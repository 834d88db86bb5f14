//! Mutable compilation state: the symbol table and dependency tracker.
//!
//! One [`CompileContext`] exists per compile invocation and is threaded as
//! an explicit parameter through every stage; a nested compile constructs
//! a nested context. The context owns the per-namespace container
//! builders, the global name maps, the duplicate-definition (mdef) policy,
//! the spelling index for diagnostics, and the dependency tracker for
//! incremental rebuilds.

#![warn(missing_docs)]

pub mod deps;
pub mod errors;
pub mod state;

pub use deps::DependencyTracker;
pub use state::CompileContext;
==
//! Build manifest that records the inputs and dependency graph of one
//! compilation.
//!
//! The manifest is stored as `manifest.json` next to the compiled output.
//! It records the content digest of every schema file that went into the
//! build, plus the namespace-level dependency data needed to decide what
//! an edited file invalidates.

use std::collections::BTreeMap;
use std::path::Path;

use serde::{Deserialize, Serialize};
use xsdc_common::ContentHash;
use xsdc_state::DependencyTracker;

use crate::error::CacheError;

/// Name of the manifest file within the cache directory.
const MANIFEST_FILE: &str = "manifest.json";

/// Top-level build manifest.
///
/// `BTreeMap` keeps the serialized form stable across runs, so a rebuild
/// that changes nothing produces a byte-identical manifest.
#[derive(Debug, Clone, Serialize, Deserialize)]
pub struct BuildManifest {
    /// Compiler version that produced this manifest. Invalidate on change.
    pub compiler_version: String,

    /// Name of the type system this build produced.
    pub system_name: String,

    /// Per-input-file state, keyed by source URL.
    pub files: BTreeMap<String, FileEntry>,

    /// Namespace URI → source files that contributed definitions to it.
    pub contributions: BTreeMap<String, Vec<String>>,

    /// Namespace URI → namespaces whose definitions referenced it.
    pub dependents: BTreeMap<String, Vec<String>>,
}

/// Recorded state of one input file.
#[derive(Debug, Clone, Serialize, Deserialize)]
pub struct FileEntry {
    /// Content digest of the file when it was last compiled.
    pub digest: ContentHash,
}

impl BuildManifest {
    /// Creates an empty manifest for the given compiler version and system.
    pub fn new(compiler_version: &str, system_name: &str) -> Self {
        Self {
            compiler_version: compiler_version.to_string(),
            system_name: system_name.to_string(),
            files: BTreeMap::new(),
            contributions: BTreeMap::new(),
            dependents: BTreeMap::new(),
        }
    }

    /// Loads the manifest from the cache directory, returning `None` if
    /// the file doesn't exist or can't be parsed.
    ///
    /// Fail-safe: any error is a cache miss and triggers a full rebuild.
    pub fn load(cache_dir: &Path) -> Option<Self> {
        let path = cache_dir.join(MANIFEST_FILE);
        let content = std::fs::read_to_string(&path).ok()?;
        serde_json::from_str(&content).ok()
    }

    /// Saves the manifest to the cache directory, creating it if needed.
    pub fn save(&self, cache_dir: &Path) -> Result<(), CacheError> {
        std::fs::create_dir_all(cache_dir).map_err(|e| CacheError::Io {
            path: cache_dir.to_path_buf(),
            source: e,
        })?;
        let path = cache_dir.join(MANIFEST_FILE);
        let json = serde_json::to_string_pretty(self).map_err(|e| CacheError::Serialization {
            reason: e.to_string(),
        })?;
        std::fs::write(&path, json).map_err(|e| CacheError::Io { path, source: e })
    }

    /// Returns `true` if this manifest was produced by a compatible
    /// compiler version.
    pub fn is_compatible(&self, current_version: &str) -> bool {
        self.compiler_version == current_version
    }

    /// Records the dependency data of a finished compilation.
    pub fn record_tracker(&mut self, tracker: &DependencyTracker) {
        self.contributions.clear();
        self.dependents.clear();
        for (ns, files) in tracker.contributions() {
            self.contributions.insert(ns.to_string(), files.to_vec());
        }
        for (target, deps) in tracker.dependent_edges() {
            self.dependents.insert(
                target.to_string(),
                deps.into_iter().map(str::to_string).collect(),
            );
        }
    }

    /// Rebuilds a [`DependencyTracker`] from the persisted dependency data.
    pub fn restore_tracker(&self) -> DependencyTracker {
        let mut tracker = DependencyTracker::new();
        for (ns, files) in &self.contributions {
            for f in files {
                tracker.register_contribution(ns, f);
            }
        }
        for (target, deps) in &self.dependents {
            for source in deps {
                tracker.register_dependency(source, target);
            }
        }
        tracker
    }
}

**WORK TO BE COMPLETED:**
Begin with the line that has "by a compatible" in the listing above and end after the line that has "for (target, deps) in tracker.dependent_edges()"; output those lines exactly.

**ANSWER BOX:**
    /// Returns `true` if this manifest was produced by a compatible
    /// compiler version.
    pub fn is_compatible(&self, current_version: &str) -> bool {
        self.compiler_version == current_version
    }

    /// Records the dependency data of a finished compilation.
    pub fn record_tracker(&mut self, tracker: &DependencyTracker) {
        self.contributions.clear();
        self.dependents.clear();
        for (ns, files) in tracker.contributions() {
            self.contributions.insert(ns.to_string(), files.to_vec());
        }
        for (target, deps) in tracker.dependent_edges() {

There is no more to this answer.